India doesn't yet have that Covid safety armour needed to start reopening: Virologist

Lipkin said there were many lessons from the Spanish flu of 1918 which have not been carried forward.

Published: 10th October 2021 08:02 AM  |   Last Updated: 10th October 2021 08:02 AM   |  A+A-

A health worker administers COVID vaccine at District hospital, Noida.

A health worker administers COVID vaccine at District hospital. (File Photo | PTI)


NEW DDELHI: The percentage of India's population vaccinated against COVID-19 is very low, renowned virologist Dr W. Ian Lipkin said on Saturday and opined the country does not yet have the sort of safety armour needed to start reopening.

Addressing India Today Conclave 2021, he said India has the largest vaccine manufacturer in the world which the country should be proud of.

"Serum Institute of India is poised to lead here. I think this is something that India should be proud of and should acknowledge and promote," he said.

About the reopening procedure, Lipkin said the percentage of India's population that is vaccinated is very small.

"Less than 20 per cent of your population that's vaccinated. Then 30 per cent of your population under the age of 18 who are not yet eligible for vaccination. So this means that you don't have the sort of armour that you need to safely reopen in that way," he said.

Warning about the long-term effect of COVID-19, the virologist said people usually don't talk about it "which I think is going to be extraordinary in terms of its impact."

"These are not people who necessarily have an acute disease, they may have an only mild form of it, but they remain permanently or at least for a long period, crippled with cognitive dysfunction, shortness of breath, fatigue. This can represent as many as 30 per cent of people who become infected," Lipkin said.

"These individuals, even if the virus were to magically disappear, might continue to be infected and have a huge impact on their lives for decades to come," he said.

Lipkin said there were many lessons from the Spanish flu of 1918 which have not been carried forward.

"I hope we will revise our approach in the future.

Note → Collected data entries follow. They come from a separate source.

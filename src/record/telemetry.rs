//! Decoder for the 80-byte history/live telemetry record
//!
//! The layout follows the u-blox NAV-PVT convention with device-specific
//! battery and IMU fields appended. Every field is little-endian at a fixed
//! offset; scaled fields are converted to physical units once, at decode.
//!
//! | offset | type | field | scale |
//! |---|---|---|---|
//! | 0 | u32 | iTOW | ms |
//! | 4 | u16 | year | |
//! | 6..=10 | u8 | month, day, hour, minute, second | |
//! | 11 | u8 | validity flags | bit0 date, bit1 time |
//! | 12 | u32 | time accuracy | ns |
//! | 16 | i32 | nanosecond offset | ns |
//! | 20 | u8 | fix status | 0/2/3 |
//! | 21 | u8 | fix flags | bit0 fixOK |
//! | 22 | u8 | date/time confirmation flags | |
//! | 23 | u8 | satellites in solution | |
//! | 24, 28 | i32 | longitude, latitude | 1e-7 deg |
//! | 32, 36 | i32 | altitude WGS84, MSL | mm |
//! | 40, 44 | u32 | horizontal, vertical accuracy | mm |
//! | 48 | i32 | ground speed | mm/s |
//! | 52 | i32 | heading | 1e-5 deg |
//! | 56 | u32 | speed accuracy | mm/s |
//! | 60 | u32 | heading accuracy | 1e-5 deg |
//! | 64 | u16 | PDOP | 0.01 |
//! | 66 | u8 | lat/lon flags | |
//! | 67 | u8 | battery / input voltage | see [`TelemetryRecord::battery_percent`] |
//! | 68, 70, 72 | i16 | acceleration X, Y, Z | milli-g |
//! | 74, 76, 78 | i16 | rotation rate X, Y, Z | centi-deg/s |

use chrono::{DateTime, NaiveDate, TimeDelta, Utc};
use serde::Serialize;

use crate::types::{Flags8, date_time_valid, masks, read};
use crate::{LinkError, Result};

/// Payload length of a telemetry record.
pub const RECORD_LEN: usize = 80;

const DEG_E7: f64 = 1e7;
const DEG_E5: f64 = 1e5;
const MILLI: f64 = 1000.0;
const CENTI: f64 = 100.0;
const NANOS_PER_MILLI: i32 = 1_000_000;

/// GNSS fix type reported in the fix status byte
#[derive(Debug, Clone, Copy, PartialEq, Eq, Serialize)]
pub enum FixKind {
    NoFix,
    TwoD,
    ThreeD,
    /// Any other value the receiver reports (dead reckoning, time only, ...)
    Other(u8),
}

impl From<u8> for FixKind {
    fn from(raw: u8) -> Self {
        match raw {
            0 => FixKind::NoFix,
            2 => FixKind::TwoD,
            3 => FixKind::ThreeD,
            other => FixKind::Other(other),
        }
    }
}

/// Decoded telemetry record with physically scaled fields.
#[derive(Debug, Clone, PartialEq, Serialize)]
pub struct TelemetryRecord {
    /// GPS time of week, ms
    pub itow_ms: u32,
    pub year: u16,
    pub month: u8,
    pub day: u8,
    pub hour: u8,
    pub minute: u8,
    pub second: u8,
    pub validity: Flags8,
    pub time_accuracy_ns: u32,
    /// Signed fraction-of-second correction, ns
    pub nanos: i32,
    pub fix_status: u8,
    pub fix_flags: Flags8,
    pub date_time_flags: u8,
    pub num_sv: u8,

    pub lon_deg: f64,
    pub lat_deg: f64,
    pub alt_wgs_m: f64,
    pub alt_msl_m: f64,
    pub h_acc_m: f64,
    pub v_acc_m: f64,
    pub speed_mps: f64,
    pub heading_deg: f64,
    pub speed_acc_mps: f64,
    pub heading_acc_deg: f64,
    pub pdop: f64,
    pub lat_lon_flags: u8,
    pub battery_raw: u8,

    /// Acceleration X, Y, Z in g
    pub accel_g: [f64; 3],
    /// Rotation rate X, Y, Z in deg/s
    pub gyro_dps: [f64; 3],

    /// UTC time, present only when both date and time are flagged valid
    pub utc: Option<DateTime<Utc>>,

    #[serde(skip)]
    raw: [u8; RECORD_LEN],
}

impl TelemetryRecord {
    /// Decode an 80-byte payload.
    pub fn decode(payload: &[u8]) -> Result<Self> {
        let raw: [u8; RECORD_LEN] = payload.try_into().map_err(|_| {
            LinkError::parse_error(
                "Telemetry record",
                format!("payload is {} bytes, expected {}", payload.len(), RECORD_LEN),
            )
        })?;
        let b = &raw[..];

        let year = read::<u16>(b, 4)?;
        let month = b[6];
        let day = b[7];
        let hour = b[8];
        let minute = b[9];
        let second = b[10];
        let validity = Flags8::new(b[11]);
        let nanos = read::<i32>(b, 16)?;

        let utc = if date_time_valid(validity) {
            utc_from_fields(year, month, day, hour, minute, second, nanos)
        } else {
            None
        };

        Ok(Self {
            itow_ms: read::<u32>(b, 0)?,
            year,
            month,
            day,
            hour,
            minute,
            second,
            validity,
            time_accuracy_ns: read::<u32>(b, 12)?,
            nanos,
            fix_status: b[20],
            fix_flags: Flags8::new(b[21]),
            date_time_flags: b[22],
            num_sv: b[23],

            lon_deg: read::<i32>(b, 24)? as f64 / DEG_E7,
            lat_deg: read::<i32>(b, 28)? as f64 / DEG_E7,
            alt_wgs_m: read::<i32>(b, 32)? as f64 / MILLI,
            alt_msl_m: read::<i32>(b, 36)? as f64 / MILLI,
            h_acc_m: read::<u32>(b, 40)? as f64 / MILLI,
            v_acc_m: read::<u32>(b, 44)? as f64 / MILLI,
            speed_mps: read::<i32>(b, 48)? as f64 / MILLI,
            heading_deg: read::<i32>(b, 52)? as f64 / DEG_E5,
            speed_acc_mps: read::<u32>(b, 56)? as f64 / MILLI,
            heading_acc_deg: read::<u32>(b, 60)? as f64 / DEG_E5,
            pdop: read::<u16>(b, 64)? as f64 / CENTI,
            lat_lon_flags: b[66],
            battery_raw: b[67],

            accel_g: [
                read::<i16>(b, 68)? as f64 / MILLI,
                read::<i16>(b, 70)? as f64 / MILLI,
                read::<i16>(b, 72)? as f64 / MILLI,
            ],
            gyro_dps: [
                read::<i16>(b, 74)? as f64 / CENTI,
                read::<i16>(b, 76)? as f64 / CENTI,
                read::<i16>(b, 78)? as f64 / CENTI,
            ],

            utc,
            raw,
        })
    }

    /// The undecoded payload this record was built from.
    pub fn raw(&self) -> &[u8; RECORD_LEN] {
        &self.raw
    }

    /// Fix type from the fix status byte.
    pub fn fix_kind(&self) -> FixKind {
        FixKind::from(self.fix_status)
    }

    /// The receiver reports a valid fix.
    pub fn fix_ok(&self) -> bool {
        self.fix_flags.has_flag(masks::fix::FIX_OK)
    }

    /// Percentage-variant battery byte: charger connected.
    pub fn is_charging(&self) -> bool {
        self.battery_raw & masks::battery::CHARGING != 0
    }

    /// Percentage-variant battery byte: charge level, 0-100.
    pub fn battery_percent(&self) -> u8 {
        self.battery_raw & masks::battery::PERCENT_MASK
    }

    /// Voltage-variant battery byte: supply voltage in volts.
    pub fn input_voltage(&self) -> f64 {
        self.battery_raw as f64 / 10.0
    }

    /// UTC timestamp, if the record carries a valid date and time.
    pub fn utc_timestamp(&self) -> Option<DateTime<Utc>> {
        self.utc
    }
}

/// Second-aligned calendar time plus the signed nanosecond offset, applied as
/// whole milliseconds and the sub-millisecond remainder.
fn utc_from_fields(
    year: u16,
    month: u8,
    day: u8,
    hour: u8,
    minute: u8,
    second: u8,
    nanos: i32,
) -> Option<DateTime<Utc>> {
    let date = NaiveDate::from_ymd_opt(year as i32, month as u32, day as u32)?;
    // Leap second: 23:59:60 is 59 s with a full second of fraction
    let base = if second == 60 {
        date.and_hms_milli_opt(hour as u32, minute as u32, 59, 1000)?
    } else {
        date.and_hms_opt(hour as u32, minute as u32, second as u32)?
    };

    let whole_ms = nanos / NANOS_PER_MILLI;
    let sub_ms = nanos % NANOS_PER_MILLI;
    let adjusted = base
        .checked_add_signed(TimeDelta::milliseconds(whole_ms as i64))?
        .checked_add_signed(TimeDelta::nanoseconds(sub_ms as i64))?;

    Some(adjusted.and_utc())
}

But I'm not even confident that this is the worst of potential pandemics. We need to make sure that whatever we've learned here carries forward into the next months and years," he said.

He warned there are several more variants of SARS-CoV-2 which are circulating.

"There are variants, already circulating, don't have names. Will they be more capable of transmission? We don't know. Delta variant seems to be extraordinarily well adapted to spread in humans," Lipkin said.

He said the world needs to start thinking not only about vaccines to prevent severe disease, but also that can prevent transmission.

"We need to improve our public health infrastructure, be able to track and trace individuals who have been exposed so that we can adopt a ring vaccination strategy, which was so successful in India in eradicating smallpox.

"Masking, even if these masks are not what I would consider state-of-the-art can also be useful. But people need to change the way they think about themselves and others and be less selfish," Lipkin added.